R2#sh ip route vrf VRF-LITE-B

Routing Table: VRF-LITE-B
!--output omitted----------
Gateway of last resort is not set

     55.0.0.0/32 is subnetted, 1 subnets
S       55.55.55.55 [1/0] via 52.52.52.5
     52.0.0.0/24 is subnetted, 1 subnets
C       52.52.52.0 is directly connected, FastEthernet0/1.52
     22.0.0.0/32 is subnetted, 1 subnets
C       22.22.22.22 is directly connected, Loopback22

R2#ping 50.50.50.50

Type escape sequence to abort.
Sending 5, 100-byte ICMP Echos to 50.50.50.50, timeout is 2 seconds:
.....
Success rate is 0 percent (0/5)
R2#ping vrf VRF-LITE-A 50.50.50.50

Type escape sequence to abort.
Sending 5, 100-byte ICMP Echos to 50.50.50.50, timeout is 2 seconds:
!!!!!
Success rate is 100 percent (5/5), round-trip min/avg/max = 32/143/396 ms

R2#ping 55.55.55.55               

Type escape sequence to abort.
Sending 5, 100-byte ICMP Echos to 55.55.55.55, timeout is 2 seconds:
.....
Success rate is 0 percent (0/5)

R2#ping vrf VRF-LITE-B 55.55.55.55

Type escape sequence to abort.
Sending 5, 100-byte ICMP Echos to 55.55.55.55, timeout is 2 seconds:
!!!!!
Success rate is 100 percent (5/5), round-trip min/avg/max = 20/133/340 ms

For more information about VRF Lite configuration check Configuring VRF Lite from CISCO.

7 comments

Bala
January 4, 2010 at 10:00 am

Hi.

Configurations are self explainatory. But had a clarification.

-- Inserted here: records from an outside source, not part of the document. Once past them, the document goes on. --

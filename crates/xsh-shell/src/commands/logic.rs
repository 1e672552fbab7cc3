use std::collections::HashMap;

use xsh_logic::{deserialize_rule, parse_formula, serialize_rule, ImplicationRule};
use xsh_tags::TagSet;

use crate::commands::{run, usage};
use crate::dispatch::{CommandResult, Handler};
use crate::session::Session;

pub fn register(commands: &mut HashMap<&'static str, Handler>) {
    commands.insert("logic.init", logic_init);
    commands.insert("logic.infer", logic_infer);
    commands.insert("logic.check", logic_check);
    commands.insert("logic.explain", logic_explain);
    commands.insert("logic.listrules", logic_listrules);
    commands.insert("logic.sat", logic_sat);
    commands.insert("logic.rule.add", logic_rule_add);
    commands.insert("logic.rule.exclude", logic_rule_exclude);
    commands.insert("logic.rule.remove", logic_rule_remove);
    commands.insert("logic.rules.save", logic_rules_save);
    commands.insert("logic.rules.load", logic_rules_load);
}

fn tags_from_args(session: &Session, args: &[String]) -> TagSet {
    args.iter().map(|name| session.vfs.tag_registry.id_of(name)).collect()
}

fn logic_init(session: &mut Session, _args: &[String], _stdin: &str) -> CommandResult {
    run(|| {
        session.logic.install_builtin_rules(&mut session.vfs.tag_registry);
        Ok(String::new())
    })
}

fn logic_infer(session: &mut Session, args: &[String], _stdin: &str) -> CommandResult {
    run(|| {
        let min_confidence: f32 = args.first().map(|s| s.parse()).transpose().map_err(|_| usage("confidence must be a float"))?.unwrap_or(0.0);
        let tag_names: Vec<String> = args.iter().skip(1).cloned().collect();
        let tags = tags_from_args(session, &tag_names);
        let inferred = session.logic.infer_tags(&tags, min_confidence);
        let mut names: Vec<&str> = inferred.iter().filter_map(|t| session.vfs.tag_registry.name_of(t)).collect();
        names.sort_unstable();
        Ok(names.join("\n") + if names.is_empty() { "" } else { "\n" })
    })
}

fn logic_check(session: &mut Session, args: &[String], _stdin: &str) -> CommandResult {
    run(|| {
        let tags = tags_from_args(session, args);
        match session.logic.check_consistency(&tags, &session.vfs.tag_registry) {
            Some(conflict) => Ok(format!("{}\n", conflict.description)),
            None => Ok("consistent\n".to_owned()),
        }
    })
}

fn logic_explain(session: &mut Session, args: &[String], _stdin: &str) -> CommandResult {
    run(|| {
        let target = args.first().ok_or_else(|| usage("logic.explain <target-tag> [initial-tags...]"))?;
        let target_id = session.vfs.tag_registry.id_of(target);
        let tag_names: Vec<String> = args.iter().skip(1).cloned().collect();
        let initial = tags_from_args(session, &tag_names);
        let steps = session.logic.explain_inference(target_id, &initial, &session.vfs.tag_registry);
        Ok(steps.join("\n") + if steps.is_empty() { "" } else { "\n" })
    })
}

fn logic_listrules(session: &mut Session, _args: &[String], _stdin: &str) -> CommandResult {
    run(|| {
        let mut out = String::new();
        for rule in session.logic.rules() {
            out.push_str(&format!(
                "{} {} ⇒ {} (confidence {:.2}, source {})\n",
                rule.name,
                rule.premise.display(&session.vfs.tag_registry),
                rule.conclusion.display(&session.vfs.tag_registry),
                rule.confidence,
                rule.source,
            ));
        }
        Ok(out)
    })
}

fn logic_sat(session: &mut Session, args: &[String], _stdin: &str) -> CommandResult {
    run(|| {
        let src = args.join(" ");
        let formula = parse_formula(&src, &mut session.vfs.tag_registry).map_err(|e| usage(e.to_string()))?;
        Ok(format!("{}\n", session.logic.is_satisfiable(&formula)))
    })
}

fn logic_rule_add(session: &mut Session, args: &[String], _stdin: &str) -> CommandResult {
    run(|| {
        if args.len() < 5 {
            return Err(usage("logic.rule.add <name> <premise-tag> <conclusion-tag> <confidence> <source>"));
        }
        let confidence: f32 = args[3].parse().map_err(|_| usage("invalid confidence"))?;
        session.logic.add_simple_rule(&mut session.vfs.tag_registry, &args[0], &args[1], &args[2], confidence, &args[4]);
        Ok(String::new())
    })
}

fn logic_rule_exclude(session: &mut Session, args: &[String], _stdin: &str) -> CommandResult {
    run(|| {
        if args.len() < 4 {
            return Err(usage("logic.rule.exclude <name> <tag1> <tag2> <source>"));
        }
        session.logic.add_exclusion_rule(&mut session.vfs.tag_registry, &args[0], &args[1], &args[2], &args[3]);
        Ok(String::new())
    })
}

fn logic_rule_remove(session: &mut Session, args: &[String], _stdin: &str) -> CommandResult {
    run(|| {
        let name = args.first().ok_or_else(|| usage("logic.rule.remove <name>"))?;
        session.logic.remove_rule(name);
        Ok(String::new())
    })
}

fn logic_rule_path(name: &str) -> String {
    format!("/plan/rules/{name}")
}

fn logic_rules_save(session: &mut Session, args: &[String], _stdin: &str) -> CommandResult {
    run(|| {
        let name = args.first().ok_or_else(|| usage("logic.rules.save <name>"))?;
        let rule = session.logic.rules().iter().find(|r| &r.name == name).ok_or_else(|| usage(format!("no rule named {name:?}")))?;
        let text = serialize_rule(rule, &session.vfs.tag_registry);
        let ovl = session.current_overlay;
        session.vfs.mkdir("/plan/rules", ovl)?;
        session.vfs.write(&logic_rule_path(name), text.into_bytes(), ovl)?;
        Ok(String::new())
    })
}

fn logic_rules_load(session: &mut Session, args: &[String], _stdin: &str) -> CommandResult {
    run(|| {
        let name = args.first().ok_or_else(|| usage("logic.rules.load <name>"))?;
        let bytes = session.vfs.read(&logic_rule_path(name), None)?;
        let text = String::from_utf8_lossy(&bytes);
        let rule: ImplicationRule = deserialize_rule(&text, &mut session.vfs.tag_registry)?;
        session.logic.add_rule(rule);
        Ok(String::new())
    })
}

#[cfg(test)]
mod tests {
    use super::*;
    use crate::dispatch::execute_line;

    #[test]
    fn rule_round_trips_through_vfs() {
        let mut session = Session::new();
        execute_line(&mut session, "logic.rule.add r1 doc text 0.9 user");
        assert!(execute_line(&mut session, "logic.rules.save r1").success);
        session.logic.remove_rule("r1");
        assert!(execute_line(&mut session, "logic.rules.load r1").success);
        assert!(session.logic.has_rule("r1"));
    }

    #[test]
    fn infer_reaches_fixed_point() {
        let mut session = Session::new();
        execute_line(&mut session, "logic.rule.add r1 doc text 1.0 user");
        let result = execute_line(&mut session, "logic.infer 0.5 doc");
        assert!(result.output.contains("text"));
    }
}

Can i use the same IP address for two interfaces and configure it in two VRF. Like how we do it in MPLS based VRF.
Wael Osama
January 4, 2010 at 10:16 am

Hi Bala,
Thanks for the comment, and yes you can use the same IP addresses as long as they are in separate VRF.
Gemmel
April 12, 2010 at 10:45 am

I have an istance where VRF names are correct but configured static cannot be seen in VRF routing table – no matter what I try. I have not rebooted switch as it is a core switch – neither have I tried to remove all vrf config and reapply – switch is a 4500 running L3 software release 12.2(40)SG.

Any tricks?
Dave
July 30, 2010 at 5:57 pm

Is it possible to connect two VRF’s on the same device together? I am connecting two gig ports together in different vlans, with each vlan using a different vrf, but same ip subnets.
I am doing this for test purposes
clayton howe
January 19, 2011 at 2:48 am

Are there any examples of using VRF inside of GRE or PPP or IPSec tunnels?
Wael Osama
January 19, 2011 at 1:07 pm

Hello Clayton

VRF can configured on GRE tunnels, this scenario is used sometimes in Internet access scenarios. There is also VRF aware IPsec but I have not used before you can check Cisco documentation for VRF aware IPsec
Milind
February 17, 2011 at 1:27 pm

Can 2 different VRFs exchange routes with each other , if yes how??